- **Records provided**
* * *

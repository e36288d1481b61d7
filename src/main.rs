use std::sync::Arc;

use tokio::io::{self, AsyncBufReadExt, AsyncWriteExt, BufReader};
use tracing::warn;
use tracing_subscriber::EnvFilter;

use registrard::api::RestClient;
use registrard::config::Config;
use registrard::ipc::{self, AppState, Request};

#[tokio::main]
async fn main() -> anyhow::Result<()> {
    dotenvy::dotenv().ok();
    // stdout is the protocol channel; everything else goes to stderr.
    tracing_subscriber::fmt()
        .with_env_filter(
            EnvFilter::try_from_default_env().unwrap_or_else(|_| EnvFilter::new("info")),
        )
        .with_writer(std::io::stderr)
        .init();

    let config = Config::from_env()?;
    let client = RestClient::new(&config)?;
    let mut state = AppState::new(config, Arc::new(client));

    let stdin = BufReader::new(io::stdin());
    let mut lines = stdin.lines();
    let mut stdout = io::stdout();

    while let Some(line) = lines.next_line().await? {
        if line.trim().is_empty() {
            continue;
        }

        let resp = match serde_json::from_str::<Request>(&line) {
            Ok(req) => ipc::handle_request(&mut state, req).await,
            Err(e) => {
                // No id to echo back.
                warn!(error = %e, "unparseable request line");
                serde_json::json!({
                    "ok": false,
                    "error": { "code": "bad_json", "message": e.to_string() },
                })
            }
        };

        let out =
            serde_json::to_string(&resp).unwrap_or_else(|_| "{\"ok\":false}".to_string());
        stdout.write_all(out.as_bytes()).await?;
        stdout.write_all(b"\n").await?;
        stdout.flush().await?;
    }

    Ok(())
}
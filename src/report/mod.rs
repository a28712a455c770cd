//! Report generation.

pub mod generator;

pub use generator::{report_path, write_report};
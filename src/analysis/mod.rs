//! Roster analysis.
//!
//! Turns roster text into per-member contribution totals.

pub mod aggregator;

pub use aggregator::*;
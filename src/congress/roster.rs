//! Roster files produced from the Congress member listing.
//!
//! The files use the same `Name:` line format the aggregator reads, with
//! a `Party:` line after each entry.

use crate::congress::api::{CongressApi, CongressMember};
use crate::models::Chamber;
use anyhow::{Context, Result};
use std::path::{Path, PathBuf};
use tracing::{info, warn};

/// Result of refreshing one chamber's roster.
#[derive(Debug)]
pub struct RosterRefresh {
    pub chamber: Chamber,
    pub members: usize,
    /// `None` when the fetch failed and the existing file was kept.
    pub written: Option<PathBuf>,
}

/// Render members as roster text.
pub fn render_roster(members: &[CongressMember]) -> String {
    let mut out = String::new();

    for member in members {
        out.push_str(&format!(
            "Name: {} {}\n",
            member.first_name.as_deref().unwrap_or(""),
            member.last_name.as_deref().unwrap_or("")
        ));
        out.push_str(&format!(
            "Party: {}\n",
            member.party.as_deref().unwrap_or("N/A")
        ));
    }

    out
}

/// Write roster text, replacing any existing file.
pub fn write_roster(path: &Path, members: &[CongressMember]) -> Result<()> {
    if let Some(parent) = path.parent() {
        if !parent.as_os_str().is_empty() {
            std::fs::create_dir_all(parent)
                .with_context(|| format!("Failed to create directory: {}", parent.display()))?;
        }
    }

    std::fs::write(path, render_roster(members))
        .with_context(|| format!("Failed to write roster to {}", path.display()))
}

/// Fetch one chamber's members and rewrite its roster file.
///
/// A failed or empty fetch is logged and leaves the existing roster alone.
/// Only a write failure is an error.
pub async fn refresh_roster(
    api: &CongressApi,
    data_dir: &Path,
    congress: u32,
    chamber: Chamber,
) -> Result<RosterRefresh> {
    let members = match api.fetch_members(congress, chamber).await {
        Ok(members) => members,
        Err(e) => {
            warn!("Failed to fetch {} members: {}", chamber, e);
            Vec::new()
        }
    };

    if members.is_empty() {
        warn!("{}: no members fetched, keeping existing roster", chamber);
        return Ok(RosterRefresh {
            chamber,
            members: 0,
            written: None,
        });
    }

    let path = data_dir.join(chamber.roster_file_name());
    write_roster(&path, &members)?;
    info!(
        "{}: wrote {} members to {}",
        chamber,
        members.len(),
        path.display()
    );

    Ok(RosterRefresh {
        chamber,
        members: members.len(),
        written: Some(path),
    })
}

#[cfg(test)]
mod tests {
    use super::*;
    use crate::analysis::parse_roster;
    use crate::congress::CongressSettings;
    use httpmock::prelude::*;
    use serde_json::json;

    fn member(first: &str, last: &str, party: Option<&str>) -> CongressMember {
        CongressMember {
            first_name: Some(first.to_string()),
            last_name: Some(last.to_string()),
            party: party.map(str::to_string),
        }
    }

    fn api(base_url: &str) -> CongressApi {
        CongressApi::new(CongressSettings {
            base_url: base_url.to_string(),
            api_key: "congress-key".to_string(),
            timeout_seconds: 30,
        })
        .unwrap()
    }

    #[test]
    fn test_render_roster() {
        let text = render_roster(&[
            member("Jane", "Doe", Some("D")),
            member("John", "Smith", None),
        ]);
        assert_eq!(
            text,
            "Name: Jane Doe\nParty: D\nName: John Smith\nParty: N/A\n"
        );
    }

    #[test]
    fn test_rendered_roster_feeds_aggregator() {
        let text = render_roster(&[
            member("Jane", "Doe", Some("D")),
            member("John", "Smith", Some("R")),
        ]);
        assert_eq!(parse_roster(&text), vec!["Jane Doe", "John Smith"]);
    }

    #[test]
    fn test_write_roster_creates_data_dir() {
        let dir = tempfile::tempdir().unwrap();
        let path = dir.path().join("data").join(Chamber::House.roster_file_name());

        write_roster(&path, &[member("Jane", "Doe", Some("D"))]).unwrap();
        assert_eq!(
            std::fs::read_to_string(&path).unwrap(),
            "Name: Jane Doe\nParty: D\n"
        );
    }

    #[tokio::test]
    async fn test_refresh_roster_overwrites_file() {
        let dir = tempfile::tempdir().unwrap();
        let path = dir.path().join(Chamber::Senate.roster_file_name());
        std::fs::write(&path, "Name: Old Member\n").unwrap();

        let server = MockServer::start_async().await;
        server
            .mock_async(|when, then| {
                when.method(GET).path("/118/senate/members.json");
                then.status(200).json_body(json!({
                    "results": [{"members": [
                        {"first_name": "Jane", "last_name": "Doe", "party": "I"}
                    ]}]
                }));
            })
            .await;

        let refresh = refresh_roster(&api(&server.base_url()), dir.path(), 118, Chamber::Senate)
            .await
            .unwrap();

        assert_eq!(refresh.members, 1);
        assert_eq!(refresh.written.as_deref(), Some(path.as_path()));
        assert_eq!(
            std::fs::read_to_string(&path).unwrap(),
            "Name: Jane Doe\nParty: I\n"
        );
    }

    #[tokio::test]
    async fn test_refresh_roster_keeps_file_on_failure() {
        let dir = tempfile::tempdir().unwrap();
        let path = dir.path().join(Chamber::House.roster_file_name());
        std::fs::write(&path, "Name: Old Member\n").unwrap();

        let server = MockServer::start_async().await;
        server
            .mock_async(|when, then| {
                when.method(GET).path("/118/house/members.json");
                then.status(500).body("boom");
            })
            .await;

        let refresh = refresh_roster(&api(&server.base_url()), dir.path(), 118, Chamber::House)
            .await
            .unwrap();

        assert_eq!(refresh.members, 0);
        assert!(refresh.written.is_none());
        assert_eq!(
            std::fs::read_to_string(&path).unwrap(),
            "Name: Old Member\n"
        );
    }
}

* * *

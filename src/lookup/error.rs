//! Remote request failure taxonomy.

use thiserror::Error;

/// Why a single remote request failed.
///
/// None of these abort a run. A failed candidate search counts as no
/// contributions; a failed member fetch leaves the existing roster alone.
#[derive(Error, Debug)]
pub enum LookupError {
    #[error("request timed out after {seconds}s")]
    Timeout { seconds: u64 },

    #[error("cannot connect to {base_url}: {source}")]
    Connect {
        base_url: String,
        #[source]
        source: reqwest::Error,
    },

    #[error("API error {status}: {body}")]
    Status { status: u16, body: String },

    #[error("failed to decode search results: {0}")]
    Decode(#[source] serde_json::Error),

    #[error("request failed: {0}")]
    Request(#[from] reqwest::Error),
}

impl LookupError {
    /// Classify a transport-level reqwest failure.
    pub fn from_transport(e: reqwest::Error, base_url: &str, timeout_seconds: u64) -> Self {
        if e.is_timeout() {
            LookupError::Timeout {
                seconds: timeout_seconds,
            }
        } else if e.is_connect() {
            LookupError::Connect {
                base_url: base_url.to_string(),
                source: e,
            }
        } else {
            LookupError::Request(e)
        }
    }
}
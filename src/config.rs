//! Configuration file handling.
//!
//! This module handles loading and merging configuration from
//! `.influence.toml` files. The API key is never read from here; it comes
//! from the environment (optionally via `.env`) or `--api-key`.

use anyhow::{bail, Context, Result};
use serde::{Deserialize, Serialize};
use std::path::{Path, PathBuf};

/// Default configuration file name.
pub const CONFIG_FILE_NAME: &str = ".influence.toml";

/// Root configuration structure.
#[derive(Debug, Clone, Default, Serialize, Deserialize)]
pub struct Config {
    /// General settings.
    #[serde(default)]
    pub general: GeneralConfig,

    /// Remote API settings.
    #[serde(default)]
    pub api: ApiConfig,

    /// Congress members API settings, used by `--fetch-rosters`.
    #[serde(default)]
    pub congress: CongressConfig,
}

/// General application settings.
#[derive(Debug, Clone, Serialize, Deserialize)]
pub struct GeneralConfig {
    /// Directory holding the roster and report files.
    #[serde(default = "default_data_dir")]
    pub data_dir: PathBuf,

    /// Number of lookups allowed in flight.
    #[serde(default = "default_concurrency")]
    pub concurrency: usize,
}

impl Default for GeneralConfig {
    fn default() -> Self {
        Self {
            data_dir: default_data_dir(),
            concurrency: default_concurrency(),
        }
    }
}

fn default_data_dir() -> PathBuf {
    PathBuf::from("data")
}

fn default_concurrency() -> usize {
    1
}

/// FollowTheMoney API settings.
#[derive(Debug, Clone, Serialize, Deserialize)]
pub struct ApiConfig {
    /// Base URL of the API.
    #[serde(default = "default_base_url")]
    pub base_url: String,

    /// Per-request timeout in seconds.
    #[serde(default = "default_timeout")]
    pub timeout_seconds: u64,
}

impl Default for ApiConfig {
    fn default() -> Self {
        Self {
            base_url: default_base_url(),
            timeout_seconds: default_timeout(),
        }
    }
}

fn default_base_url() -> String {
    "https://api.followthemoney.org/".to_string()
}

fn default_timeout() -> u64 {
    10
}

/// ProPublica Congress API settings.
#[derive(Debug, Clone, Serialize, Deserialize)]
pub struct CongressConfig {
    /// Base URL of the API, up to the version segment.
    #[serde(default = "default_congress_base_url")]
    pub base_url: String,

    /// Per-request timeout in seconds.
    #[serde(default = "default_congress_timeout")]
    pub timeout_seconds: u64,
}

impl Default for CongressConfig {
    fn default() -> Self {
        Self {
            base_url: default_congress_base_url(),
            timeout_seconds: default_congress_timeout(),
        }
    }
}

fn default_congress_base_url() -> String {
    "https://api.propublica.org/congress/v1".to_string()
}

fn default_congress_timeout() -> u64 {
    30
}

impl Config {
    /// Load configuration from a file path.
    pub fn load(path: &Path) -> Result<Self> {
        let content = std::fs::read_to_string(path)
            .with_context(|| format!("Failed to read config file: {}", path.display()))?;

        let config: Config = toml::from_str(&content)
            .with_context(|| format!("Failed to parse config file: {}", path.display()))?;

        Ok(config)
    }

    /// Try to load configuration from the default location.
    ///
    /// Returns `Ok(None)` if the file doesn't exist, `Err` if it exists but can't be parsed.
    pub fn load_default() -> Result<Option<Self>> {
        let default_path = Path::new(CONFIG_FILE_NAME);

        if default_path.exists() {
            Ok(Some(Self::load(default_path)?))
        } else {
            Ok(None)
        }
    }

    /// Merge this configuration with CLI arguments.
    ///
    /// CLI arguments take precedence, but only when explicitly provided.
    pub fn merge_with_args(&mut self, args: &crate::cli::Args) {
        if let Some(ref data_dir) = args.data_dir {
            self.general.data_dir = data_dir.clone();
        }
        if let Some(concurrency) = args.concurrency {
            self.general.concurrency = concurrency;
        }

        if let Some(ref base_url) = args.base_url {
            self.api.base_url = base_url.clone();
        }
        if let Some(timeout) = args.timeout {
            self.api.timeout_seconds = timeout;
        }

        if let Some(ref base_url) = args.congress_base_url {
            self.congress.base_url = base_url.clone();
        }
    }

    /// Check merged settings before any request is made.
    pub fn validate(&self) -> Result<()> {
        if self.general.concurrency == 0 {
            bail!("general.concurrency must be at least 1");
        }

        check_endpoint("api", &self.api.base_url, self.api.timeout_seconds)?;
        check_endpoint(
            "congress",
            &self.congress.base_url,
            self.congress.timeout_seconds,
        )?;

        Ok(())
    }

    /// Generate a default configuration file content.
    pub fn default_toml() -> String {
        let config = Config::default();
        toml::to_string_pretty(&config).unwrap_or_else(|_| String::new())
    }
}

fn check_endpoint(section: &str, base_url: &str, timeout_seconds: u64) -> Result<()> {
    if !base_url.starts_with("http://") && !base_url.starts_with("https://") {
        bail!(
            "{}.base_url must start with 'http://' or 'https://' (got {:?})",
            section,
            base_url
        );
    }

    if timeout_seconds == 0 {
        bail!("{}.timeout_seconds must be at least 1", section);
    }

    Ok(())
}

* * *

- **Exercise**
Copy each line in the entries above where "display" turns up.

- **Output of the task**
                .with_context(|| format!("Failed to create directory: {}", parent.display()))?;
        .with_context(|| format!("Failed to write roster to {}", path.display()))
        path.display()
            .with_context(|| format!("Failed to read config file: {}", path.display()))?;
            .with_context(|| format!("Failed to parse config file: {}", path.display()))?;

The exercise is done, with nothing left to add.